─── Material provided

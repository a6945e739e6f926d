// src/engine/timing.rs

use chrono::{DateTime, Duration, Utc};

/// Countdown state for an attempt.
///
/// The three cases are deliberately distinct: `0` is never reused to mean
/// both "no timer" and "time's up". An assessment with neither a duration
/// nor an end bound is `Unbounded`.
#[derive(Debug, Clone, Copy, PartialEq, Eq)]
pub enum TimeLeft {
    Unbounded,
    /// Whole seconds remaining, always > 0.
    Remaining(i64),
    Expired,
}

impl TimeLeft {
    pub fn is_expired(&self) -> bool {
        matches!(self, Self::Expired)
    }

    /// Wire form: `None` = no countdown, `Some(0)` = expired.
    pub fn remaining_seconds(&self) -> Option<i64> {
        match self {
            Self::Unbounded => None,
            Self::Remaining(secs) => Some(*secs),
            Self::Expired => Some(0),
        }
    }
}

/// Computes how much time an attempt started at `started_at` has left at
/// `now`. Two bounds can apply: the attempt duration and the assessment's
/// end-of-window; the tighter one wins.
pub fn time_left(
    now: DateTime<Utc>,
    started_at: DateTime<Utc>,
    duration_minutes: Option<i64>,
    end_at: Option<DateTime<Utc>>,
) -> TimeLeft {
    let mut deadline: Option<DateTime<Utc>> = None;

    if let Some(minutes) = duration_minutes {
        if minutes > 0 {
            deadline = Some(started_at + Duration::minutes(minutes));
        }
    }
    if let Some(end) = end_at {
        deadline = Some(match deadline {
            Some(d) => d.min(end),
            None => end,
        });
    }

    match deadline {
        None => TimeLeft::Unbounded,
        Some(d) => {
            // num_seconds truncates, so a sub-second remainder reads as 0.
            let secs = (d - now).num_seconds();
            if secs <= 0 {
                TimeLeft::Expired
            } else {
                TimeLeft::Remaining(secs)
            }
        }
    }
}

/// Result of checking `now` against the `[start_at, end_at]` window.
/// Both bounds are inclusive; a missing bound is unbounded on that side.
#[derive(Debug, Clone, Copy, PartialEq, Eq)]
pub enum WindowCheck {
    Open,
    /// Carries the boundary so messages can name it.
    NotYetOpen(DateTime<Utc>),
    Closed(DateTime<Utc>),
}

pub fn check_window(
    now: DateTime<Utc>,
    start_at: Option<DateTime<Utc>>,
    end_at: Option<DateTime<Utc>>,
) -> WindowCheck {
    if let Some(start) = start_at {
        if now < start {
            return WindowCheck::NotYetOpen(start);
        }
    }
    if let Some(end) = end_at {
        if now > end {
            return WindowCheck::Closed(end);
        }
    }
    WindowCheck::Open
}
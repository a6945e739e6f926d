// src/utils/jwt.rs

use std::time::{SystemTime, UNIX_EPOCH};

use axum::{
    body::Body,
    extract::State,
    http::{Request, StatusCode, header},
    middleware::Next,
    response::Response,
};
use jsonwebtoken::{DecodingKey, EncodingKey, Header, Validation, decode, encode};
use serde::{Deserialize, Serialize};

use crate::{config::Config, error::AppError};

/// JWT Claims structure. Identity arrives fully formed from the external
/// user service; this backend only verifies and reads it.
#[derive(Debug, Deserialize, Serialize, Clone)]
pub struct Claims {
    /// Subject - Stores the User ID (as string).
    pub sub: String,
    /// User's role (e.g., 'user', 'admin').
    pub role: String,
    /// Expiration time as Unix timestamp.
    pub exp: usize,
}

impl Claims {
    /// The numeric user id carried in `sub`.
    pub fn user_id(&self) -> Result<i64, AppError> {
        self.sub
            .parse::<i64>()
            .map_err(|_| AppError::AuthError("Invalid token subject".to_string()))
    }
}

/// Signs a new JWT for the user.
pub fn sign_jwt(
    id: i64,
    role: &str,
    secret: &str,
    expiration_seconds: u64,
) -> Result<String, AppError> {
    let expiration = SystemTime::now()
        .duration_since(UNIX_EPOCH)
        .map_err(|e| AppError::InternalServerError(e.to_string()))?
        .as_secs() as usize
        + expiration_seconds as usize;

    let claims = Claims {
        sub: id.to_string(),
        role: role.to_owned(),
        exp: expiration,
    };

    encode(
        &Header::default(),
        &claims,
        &EncodingKey::from_secret(secret.as_bytes()),
    )
    .map_err(|e| AppError::InternalServerError(e.to_string()))
}

/// Verifies and decodes a JWT string.
///
/// Returns the `Claims` if valid, otherwise returns an `AppError`.
pub fn verify_jwt(token: &str, secret: &str) -> Result<Claims, AppError> {
    let token_data = decode(
        token,
        &DecodingKey::from_secret(secret.as_bytes()),
        &Validation::default(),
    )
    .map_err(|_| AppError::AuthError("Invalid token".to_string()))?;

    Ok(token_data.claims)
}

/// Axum Middleware: Authentication.
///
/// Intercepts requests, validates the 'Authorization: Bearer <token>' header.
/// If valid, injects `Claims` into the request extensions for handlers to use.
/// If invalid, returns 401 Unauthorized.
pub async fn auth_middleware(
    State(config): State<Config>,
    mut req: Request<Body>,
    next: Next,
) -> Result<Response, StatusCode> {
    let auth_header = req
        .headers()
        .get(header::AUTHORIZATION)
        .and_then(|value| value.to_str().ok());

    let token = match auth_header {
        Some(header) if header.starts_with("Bearer ") => &header[7..],
        _ => return Err(StatusCode::UNAUTHORIZED),
    };

    match verify_jwt(token, &config.jwt_secret) {
        Ok(claims) => {
            req.extensions_mut().insert(claims);
            Ok(next.run(req).await)
        }
        Err(_) => Err(StatusCode::UNAUTHORIZED),
    }
}

/// Axum Middleware: Admin Authorization.
///
/// Must be used AFTER `auth_middleware`. Checks if the injected `Claims` has 'admin' role.
/// If not, returns 403 Forbidden.
pub async fn admin_middleware(req: Request<Body>, next: Next) -> Result<Response, StatusCode> {
    let claims = req
        .extensions()
        .get::<Claims>()
        .ok_or(StatusCode::UNAUTHORIZED)?;

    if claims.role != "admin" {
        return Err(StatusCode::FORBIDDEN);
    }

    Ok(next.run(req).await)
}
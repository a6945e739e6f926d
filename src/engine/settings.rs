// src/engine/settings.rs

use crate::models::assessment::{Assessment, AssessmentOverride};

pub const DEFAULT_ALLOWED_ATTEMPTS: i64 = 1;
pub const DEFAULT_RESUME_LIMIT: i64 = 0;

/// Timing and attempt rules after merging assessment defaults with an
/// optional per-learner override. Derived on every request, never stored.
#[derive(Debug, Clone, PartialEq)]
pub struct EffectiveSettings {
    pub allowed_attempts: i64,
    pub resume_limit: i64,
    pub start_at: Option<chrono::DateTime<chrono::Utc>>,
    pub end_at: Option<chrono::DateTime<chrono::Utc>>,
    pub duration_minutes: Option<i64>,
    pub allowed_languages: Option<Vec<String>>,
}

/// Field-by-field precedence: override value if present, else assessment
/// value if present, else engine default. The attempt length always comes
/// from the assessment; overrides cannot change it.
pub fn resolve(
    assessment: &Assessment,
    override_row: Option<&AssessmentOverride>,
) -> EffectiveSettings {
    EffectiveSettings {
        allowed_attempts: override_row
            .and_then(|o| o.max_attempts)
            .or(assessment.allowed_attempts)
            .unwrap_or(DEFAULT_ALLOWED_ATTEMPTS),
        resume_limit: override_row
            .and_then(|o| o.resume_limit)
            .or(assessment.resume_limit)
            .unwrap_or(DEFAULT_RESUME_LIMIT),
        start_at: override_row.and_then(|o| o.start_at).or(assessment.start_at),
        end_at: override_row.and_then(|o| o.end_at).or(assessment.end_at),
        duration_minutes: assessment.duration_minutes,
        allowed_languages: override_row
            .and_then(|o| o.allowed_languages.as_ref())
            .or(assessment.allowed_languages.as_ref())
            .map(|j| j.0.clone()),
    }
}

#[cfg(test)]
mod tests {
    use super::*;
    use sqlx::types::Json;

    fn base_assessment() -> Assessment {
        Assessment {
            id: 1,
            title: "Intro exam".to_string(),
            description: None,
            duration_minutes: Some(60),
            start_at: None,
            end_at: None,
            allowed_attempts: Some(3),
            resume_limit: Some(2),
            allowed_languages: Some(Json(vec!["python".to_string()])),
            created_at: None,
        }
    }

    fn empty_override() -> AssessmentOverride {
        AssessmentOverride {
            id: 1,
            assessment_id: 1,
            user_id: 7,
            max_attempts: None,
            resume_limit: None,
            start_at: None,
            end_at: None,
            allowed_languages: None,
            created_at: None,
        }
    }

    #[test]
    fn assessment_values_win_over_engine_defaults() {
        let settings = resolve(&base_assessment(), None);
        assert_eq!(settings.allowed_attempts, 3);
        assert_eq!(settings.resume_limit, 2);
        assert_eq!(settings.duration_minutes, Some(60));
        assert_eq!(settings.allowed_languages, Some(vec!["python".to_string()]));
    }

    #[test]
    fn engine_defaults_apply_when_everything_is_null() {
        let mut assessment = base_assessment();
        assessment.allowed_attempts = None;
        assessment.resume_limit = None;
        assessment.duration_minutes = None;
        assessment.allowed_languages = None;

        let settings = resolve(&assessment, None);
        assert_eq!(settings.allowed_attempts, DEFAULT_ALLOWED_ATTEMPTS);
        assert_eq!(settings.resume_limit, DEFAULT_RESUME_LIMIT);
        assert_eq!(settings.duration_minutes, None);
        assert_eq!(settings.allowed_languages, None);
    }

    #[test]
    fn override_fields_win_field_by_field() {
        let mut ovr = empty_override();
        ovr.max_attempts = Some(5);
        ovr.allowed_languages = Some(Json(vec!["rust".to_string()]));

        let settings = resolve(&base_assessment(), Some(&ovr));
        assert_eq!(settings.allowed_attempts, 5);
        // Fields the override leaves null keep the assessment value.
        assert_eq!(settings.resume_limit, 2);
        assert_eq!(settings.allowed_languages, Some(vec!["rust".to_string()]));
    }

    #[test]
    fn duration_always_comes_from_the_assessment() {
        // Overrides carry no duration field at all; make sure the merge
        // still reports the assessment's.
        let ovr = empty_override();
        let settings = resolve(&base_assessment(), Some(&ovr));
        assert_eq!(settings.duration_minutes, Some(60));
    }
}
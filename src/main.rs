// src/main.rs

use std::net::SocketAddr;
use std::sync::Arc;
use std::time::Duration;

use dotenvy::dotenv;
use lms_backend::config::Config;
use lms_backend::engine::postgres::{PgAssessmentStore, PgAttemptLedger, PgSessionStore};
use lms_backend::events::LogEventSink;
use lms_backend::routes;
use lms_backend::state::AppState;
use sqlx::postgres::PgPoolOptions;
use tracing_subscriber::{EnvFilter, fmt, layer::SubscriberExt, util::SubscriberInitExt};

#[tokio::main]
async fn main() {
    // Load .env file (if present)
    dotenv().ok();

    // Load configuration from environment
    let config = Config::from_env();

    let file_appender = tracing_appender::rolling::daily("logs", "app.log");
    let (non_blocking, _guard) = tracing_appender::non_blocking(file_appender);
    let env_filter = EnvFilter::new(&config.rust_log);
    let stdout_layer = fmt::layer().with_writer(std::io::stdout).with_target(false);
    let file_layer = fmt::layer().with_writer(non_blocking).with_ansi(false);

    // Initialize Tracing (Logging)
    tracing_subscriber::registry()
        .with(env_filter)
        .with(stdout_layer)
        .with(file_layer)
        .init();

    // Initialize Database Pool with Retry
    let mut retry_count = 0;
    let pool = loop {
        match PgPoolOptions::new()
            .max_connections(5)
            .acquire_timeout(Duration::from_secs(3))
            .connect(&config.database_url)
            .await
        {
            Ok(pool) => break pool,
            Err(e) => {
                retry_count += 1;
                if retry_count > 5 {
                    panic!("Failed to connect to database after 5 retries: {}", e);
                }
                tracing::warn!(
                    "Database not ready, retrying in 2s... (Attempt {})",
                    retry_count
                );
                tokio::time::sleep(Duration::from_secs(2)).await;
            }
        }
    };

    tracing::info!("Database connected...");

    // Run Migrations Automatically
    tracing::info!("Running migrations...");
    sqlx::migrate!("./migrations")
        .run(&pool)
        .await
        .expect("Failed to run database migrations");
    tracing::info!("Migrations applied successfully.");

    // Wire the attempt engine over the Postgres stores
    let state = AppState::new(
        Arc::new(PgAssessmentStore::new(pool.clone())),
        Arc::new(PgSessionStore::new(pool.clone())),
        Arc::new(PgAttemptLedger::new(pool)),
        Arc::new(LogEventSink),
        config,
    );

    // Create the Axum application router
    let app = routes::create_router(state);

    // Bind to the listening address
    let addr = SocketAddr::from(([0, 0, 0, 0], 3000));
    tracing::info!("Listening on {}", addr);

    let listener = tokio::net::TcpListener::bind(addr).await.unwrap();

    // Start the server
    axum::serve(listener, app).await.unwrap();
}
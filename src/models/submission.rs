// src/models/submission.rs

use serde::{Deserialize, Serialize};
use sqlx::prelude::FromRow;

/// Represents the 'submissions' table: one immutable row per completed or
/// auto-submitted attempt. The engine only ever counts these.
#[derive(Debug, Clone, FromRow, Serialize, Deserialize)]
pub struct Submission {
    pub id: i64,
    pub assessment_id: i64,
    pub user_id: i64,
    pub score: i64,
    /// True when the row was written by lazy expiry rather than an explicit
    /// finish call.
    pub auto_submitted: bool,
    pub created_at: Option<chrono::DateTime<chrono::Utc>>,
}
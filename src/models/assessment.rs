// src/models/assessment.rs

use serde::{Deserialize, Serialize};
use sqlx::{prelude::FromRow, types::Json};
use validator::Validate;

/// Represents the 'assessments' table in the database.
///
/// Timing and attempt rules are all nullable: a missing value falls back to
/// the engine default when effective settings are resolved.
#[derive(Debug, Clone, FromRow, Serialize, Deserialize)]
pub struct Assessment {
    pub id: i64,

    pub title: String,

    pub description: Option<String>,

    /// Attempt length in minutes. NULL = untimed.
    pub duration_minutes: Option<i64>,

    /// Window during which the assessment may be started or resumed.
    /// A missing bound is unbounded on that side.
    pub start_at: Option<chrono::DateTime<chrono::Utc>>,
    pub end_at: Option<chrono::DateTime<chrono::Utc>>,

    /// How many attempts a learner gets. NULL = engine default (1).
    pub allowed_attempts: Option<i64>,

    /// How many times an active attempt may be re-entered. NULL = default (0).
    pub resume_limit: Option<i64>,

    /// Languages the external code runner accepts for this assessment.
    /// Stored as a JSON array. NULL = unrestricted.
    pub allowed_languages: Option<Json<Vec<String>>>,

    pub created_at: Option<chrono::DateTime<chrono::Utc>>,
}

/// Represents the 'assessment_overrides' table: at most one row per
/// (assessment, user), loosening or tightening the defaults for one learner.
/// `duration_minutes` can never be overridden.
#[derive(Debug, Clone, FromRow, Serialize, Deserialize)]
pub struct AssessmentOverride {
    pub id: i64,
    pub assessment_id: i64,
    pub user_id: i64,
    pub max_attempts: Option<i64>,
    pub resume_limit: Option<i64>,
    pub start_at: Option<chrono::DateTime<chrono::Utc>>,
    pub end_at: Option<chrono::DateTime<chrono::Utc>>,
    pub allowed_languages: Option<Json<Vec<String>>>,
    pub created_at: Option<chrono::DateTime<chrono::Utc>>,
}

/// DTO for creating a new assessment.
#[derive(Debug, Deserialize, Validate)]
pub struct CreateAssessmentRequest {
    #[validate(length(min = 1, max = 200, message = "Title length must be between 1 and 200 characters."))]
    pub title: String,
    #[validate(length(max = 5000))]
    pub description: Option<String>,
    #[validate(range(min = 1, message = "Duration must be at least one minute."))]
    pub duration_minutes: Option<i64>,
    pub start_at: Option<chrono::DateTime<chrono::Utc>>,
    pub end_at: Option<chrono::DateTime<chrono::Utc>>,
    #[validate(range(min = 1, message = "At least one attempt must be allowed."))]
    pub allowed_attempts: Option<i64>,
    #[validate(range(min = 0))]
    pub resume_limit: Option<i64>,
    pub allowed_languages: Option<Vec<String>>,
}

/// DTO for updating an assessment. Fields are optional.
#[derive(Debug, Deserialize, Validate)]
pub struct UpdateAssessmentRequest {
    #[validate(length(min = 1, max = 200))]
    pub title: Option<String>,
    #[validate(length(max = 5000))]
    pub description: Option<String>,
    #[validate(range(min = 1))]
    pub duration_minutes: Option<i64>,
    pub start_at: Option<chrono::DateTime<chrono::Utc>>,
    pub end_at: Option<chrono::DateTime<chrono::Utc>>,
    #[validate(range(min = 1))]
    pub allowed_attempts: Option<i64>,
    #[validate(range(min = 0))]
    pub resume_limit: Option<i64>,
    pub allowed_languages: Option<Vec<String>>,
}

/// DTO for granting or replacing a per-learner override.
#[derive(Debug, Deserialize, Validate)]
pub struct UpsertOverrideRequest {
    pub user_id: i64,
    #[validate(range(min = 1))]
    pub max_attempts: Option<i64>,
    #[validate(range(min = 0))]
    pub resume_limit: Option<i64>,
    pub start_at: Option<chrono::DateTime<chrono::Utc>>,
    pub end_at: Option<chrono::DateTime<chrono::Utc>>,
    pub allowed_languages: Option<Vec<String>>,
}
//! Copyright (c) 2026, Kirky.X
//!
//! MIT License
//!
//! 错误类型与令牌结果定义
//!
//! 使用thiserror定义构造面错误；准入结果不是错误，
//! 通过 [`TokenResult`] 的状态码表达。

use ahash::AHashMap;
use serde::{Deserialize, Serialize};
use thiserror::Error;
use uuid::Uuid;

/// Clusteron 错误类型
///
/// 仅覆盖构造与配置面；校验失败、容量耗尽等预期结果一律走
/// [`TokenStatus`]，不会以 `Err` 形式出现。
#[derive(Error, Debug)]
pub enum ClusterError {
    /// 配置错误
    #[error("配置错误: {0}")]
    ConfigError(String),

    /// 校验错误
    #[error("校验错误: {0}")]
    ValidationError(String),

    /// 内部错误
    #[error("内部错误: {0}")]
    InternalError(String),
}

/// 令牌请求状态码
///
/// 与外部传输层共享的封闭状态空间；`NotAvailable` 由传输层在
/// 引擎不可达时产生，引擎自身不会返回。
#[derive(Debug, Clone, Copy, PartialEq, Eq, Hash, Serialize, Deserialize)]
#[serde(rename_all = "snake_case")]
pub enum TokenStatus {
    /// 准入
    Ok,
    /// 拒绝
    Blocked,
    /// 建议等待后重试（携带等待毫秒数）
    ShouldWait,
    /// 规则不存在
    NoRuleExists,
    /// 引用规则不存在
    NoRefRuleExists,
    /// 请求参数非法
    BadRequest,
    /// 内部不一致（规则存在但指标缺失）
    Fail,
    /// 引擎不可达（仅传输层产生）
    NotAvailable,
    /// 令牌已释放（幂等重放）
    AlreadyRelease,
    /// 释放成功
    ReleaseOk,
}

/// 令牌请求结果
///
/// 每次准入调用返回一个结果值，除状态码外可携带剩余额度、
/// 建议等待毫秒数、并发令牌 id 与附加信息。
#[derive(Debug, Clone, PartialEq)]
pub struct TokenResult {
    /// 状态码
    pub status: TokenStatus,
    /// 剩余额度（向下取整）
    pub remaining: Option<i64>,
    /// 建议等待毫秒数
    pub wait_ms: Option<u64>,
    /// 并发令牌 id
    pub token_id: Option<Uuid>,
    /// 附加信息（如批量请求中失败的规则 id）
    pub attachments: AHashMap<String, String>,
}

impl TokenResult {
    /// 创建指定状态的结果
    pub fn new(status: TokenStatus) -> Self {
        Self {
            status,
            remaining: None,
            wait_ms: None,
            token_id: None,
            attachments: AHashMap::new(),
        }
    }

    /// 准入结果
    pub fn ok() -> Self {
        Self::new(TokenStatus::Ok)
    }

    /// 携带剩余额度的准入结果
    pub fn ok_with_remaining(remaining: i64) -> Self {
        Self::new(TokenStatus::Ok).with_remaining(remaining)
    }

    /// 拒绝结果
    pub fn blocked() -> Self {
        Self::new(TokenStatus::Blocked)
    }

    /// 建议等待结果
    pub fn should_wait(wait_ms: u64) -> Self {
        let mut result = Self::new(TokenStatus::ShouldWait);
        result.wait_ms = Some(wait_ms);
        result
    }

    /// 参数非法结果
    pub fn bad_request() -> Self {
        Self::new(TokenStatus::BadRequest)
    }

    /// 规则缺失结果
    pub fn no_rule() -> Self {
        Self::new(TokenStatus::NoRuleExists)
    }

    /// 设置剩余额度
    pub fn with_remaining(mut self, remaining: i64) -> Self {
        self.remaining = Some(remaining);
        self
    }

    /// 设置并发令牌 id
    pub fn with_token_id(mut self, token_id: Uuid) -> Self {
        self.token_id = Some(token_id);
        self
    }

    /// 追加附加信息
    pub fn with_attachment(mut self, key: impl Into<String>, value: impl Into<String>) -> Self {
        self.attachments.insert(key.into(), value.into());
        self
    }

    /// 是否为软通过（`Ok` 或 `ShouldWait`）
    ///
    /// 批量聚合以此划分硬失败：任何非软通过状态立即胜出。
    pub fn is_pass(&self) -> bool {
        matches!(self.status, TokenStatus::Ok | TokenStatus::ShouldWait)
    }
}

──────

**Problem details**
All lines from the opening of the listing above through the line that contains "pub fn is_expired(&self)" should be given again exactly, and nothing more.

**Output for this task**
repository a6945e739e6f926d
// src/engine/timing.rs

use chrono::{DateTime, Duration, Utc};

/// Countdown state for an attempt.
///
/// The three cases are deliberately distinct: `0` is never reused to mean
/// both "no timer" and "time's up". An assessment with neither a duration
/// nor an end bound is `Unbounded`.
#[derive(Debug, Clone, Copy, PartialEq, Eq)]
pub enum TimeLeft {
    Unbounded,
    /// Whole seconds remaining, always > 0.
    Remaining(i64),
    Expired,
}

impl TimeLeft {
    pub fn is_expired(&self) -> bool {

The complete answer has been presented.